In this work, we leverage the filter-apply-expand approach and use vertex-centric BFS. For a graph \( G(V, E) \), where \( V \) is the set of vertices and \( E \) is the set of edges between the vertices, BFS computes the hop-count between the source vertex \( S \) and all other vertices of the graph. The active set can be represented either using a queue or an array.

1) Queue-based BFS: In a typical queue-based implementation, vertices are added and removed using push and pop operations, respectively, as shown in Algorithm 1. These push and pop operations cannot be implemented in OpenCL since dynamic memory management is not supported by OpenCL. However, we can mimic the behavior of the queue by using arrays — one array to represent the queues for storing active vertices and the other to represent their neighbor set. Instead of performing push and pop operations, we use local variables that point to the first and last added entries in the array. The algorithm terminates when no new vertices are added to the array that stores neighbors.

Algorithm 1: BFS implementation using queues

\begin{algorithm}
\begin{algorithmic}
\State \textbf{Input:} graph \( G(V, E) \), source \( S \), vertices \( n \)
\State \textbf{Output:} cost\([n]\]
\State \textbf{Data:} cqueue\([n]\), nqueue\([n]\), visited\([n]\]
\State \textbf{cost}[S] \leftarrow 0
\State \textbf{cqueue}[0] \leftarrow \textbf{s}
\While {\text{sizeof}(\textbf{cqueue}) \neq 0}
\ForEach {vertex \textbf{v} \in \textbf{cqueue}}
\If {\textbf{visited}[\textbf{v}] \neq 0}
\textbf{visited}[\textbf{v}] \leftarrow 0
\textbf{cost}[\textbf{v}] \leftarrow \textbf{cost}[\textbf{v}] + 1;
\textbf{nqueue}.push(v2);
\textbf{cqueue.pop}(\textbf{v})
\EndIf
\EndFor
\EndWhile
\end{algorithmic}
\end{algorithm}

2) Array-based BFS: Active set vertices can be represented using arrays. Typically, arrays with the size equal to the number of vertices are initialized. A vertex \( v \) is active if the value at the index \( v \) of array is 1. It is possible to use a bitmap instead of array. That is, one element of the integer array is 4 bytes long and therefore can hold information on up to 32 vertices. The active set can be filtered from the bitmap by performing bit-level shift and logical XOR, AND, and NOT operations. Hassan et al. [14], [15] make use of a bitmap whereas Krommydas et al. [1] and Gautier et al. [13] use arrays. Algorithm 2 shows array-based graph traversal.

IV. OPTIMIZATIONS

Here we describe the optimizations used to accelerate BFS. We categorize the optimizations into three groups: (1) OpenCL framework-specific optimizations, (2) architecture-aware optimizations, and (3) application-specific optimizations.

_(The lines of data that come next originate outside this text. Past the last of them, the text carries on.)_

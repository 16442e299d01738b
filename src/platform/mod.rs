pub mod telegram;
#[cfg(test)]
pub mod testing;

use async_trait::async_trait;
use std::time::Duration;

/// Update identifiers as issued by the platform; strictly increasing.
pub type UpdateId = u32;

/// One inbound event from the platform
#[derive(Debug, Clone)]
pub struct Update {
    pub id: UpdateId,
    /// `None` for update kinds the bot does not act on (edits, callbacks, ...)
    pub message: Option<IncomingMessage>,
}

#[derive(Debug, Clone, Copy, PartialEq, Eq)]
pub enum ChatKind {
    Private,
    Group,
}

#[derive(Debug, Clone, Copy, PartialEq, Eq)]
pub struct Chat {
    pub id: i64,
    pub kind: ChatKind,
}

#[derive(Debug, Clone, Copy, PartialEq, Eq)]
pub enum EntityKind {
    Mention,
    Other,
}

/// A text annotation. Only its kind matters: mentions are matched against
/// the whole text, not the annotated span.
#[derive(Debug, Clone, PartialEq, Eq)]
pub struct Entity {
    pub kind: EntityKind,
}

#[derive(Debug, Clone, PartialEq, Eq, Default)]
pub struct StickerInfo {
    pub emoji: Option<String>,
}

/// A message received from the platform, reduced to what the bot inspects
#[derive(Debug, Clone)]
pub struct IncomingMessage {
    pub chat: Chat,
    pub text: Option<String>,
    pub sticker: Option<StickerInfo>,
    pub has_animation: bool,
    pub has_voice: bool,
    pub entities: Vec<Entity>,
    /// Username of whoever sent the message this one replies to
    pub reply_to_username: Option<String>,
}

impl IncomingMessage {
    /// A bare message in the given chat with no payload.
    #[allow(dead_code)]
    pub fn empty(chat: Chat) -> Self {
        Self {
            chat,
            text: None,
            sticker: None,
            has_animation: false,
            has_voice: false,
            entities: Vec::new(),
            reply_to_username: None,
        }
    }
}

/// Something the bot sends back; media are referenced by platform file id
#[derive(Debug, Clone, PartialEq, Eq)]
pub enum Outbound {
    Message(String),
    Sticker(String),
    Voice(String),
    Animation(String),
}

impl Outbound {
    /// Bot API method name, for logging
    pub fn method(&self) -> &'static str {
        match self {
            Outbound::Message(_) => "sendMessage",
            Outbound::Sticker(_) => "sendSticker",
            Outbound::Voice(_) => "sendVoice",
            Outbound::Animation(_) => "sendAnimation",
        }
    }
}

#[derive(Debug, thiserror::Error)]
pub enum PlatformError {
    #[error("transport failure: {0}")]
    Transport(String),
    #[error("request rejected: {0}")]
    Rejected(String),
    #[error("malformed response: {0}")]
    Malformed(String),
    #[error("request timed out after {0:?}")]
    Timeout(Duration),
}

/// The chat platform as seen by the polling loop
#[async_trait]
pub trait Platform: Send + Sync {
    /// Resolve the bot's own username.
    async fn get_me(&self) -> Result<String, PlatformError>;

    /// Long-poll for updates with id >= `offset` (all pending when `None`).
    async fn get_updates(
        &self,
        offset: Option<UpdateId>,
        timeout_secs: u32,
        limit: u8,
    ) -> Result<Vec<Update>, PlatformError>;

    async fn send(&self, chat_id: i64, outbound: &Outbound) -> Result<(), PlatformError>;
}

A. OpenCL Framework-specific Optimizations

OpenCL allows programmers to invoke the kernel in one of the two configurations: NDRange and single task. With NDRange, kernel execution occurs using a group of work items that execute the kernel in a pipelined manner. In a single-task kernel launch, only a single work item is used; this configuration allows pipelined execution within the kernel loops.
The single-task configuration allows us to implement the set as opposed to the pipelining of work items from NDRange. The single-task configuration allows us to implement the set of optimizations discussed below.

1) **Kernel fusion:** While the NDRange variants require synchronization during the filter and expand stages, a single-task variant does not require synchronization between the two stages due to the serial execution of a single work item. This allows all the BFS stages to be merged into one kernel. Thus, kernel fusion reduces the number of synchronization calls made using clFinish between the BFS stages.

2) **Elimination of host-based synchronization:** To avoid host-based synchronization altogether, we insert an outermost while loop in the merged kernel. The loop terminates when the number of active vertices is zero.

### B. Architecture-aware Optimizations

OpenCL facilitates a “write once, run anywhere” programming model. However, extracting optimal performance from an OpenCL kernel when running on a given hardware architecture necessitates architecture-aware optimizations. Below we describe our architecture-aware optimizations to achieve high performance on an Intel Stratix 10 FPGA.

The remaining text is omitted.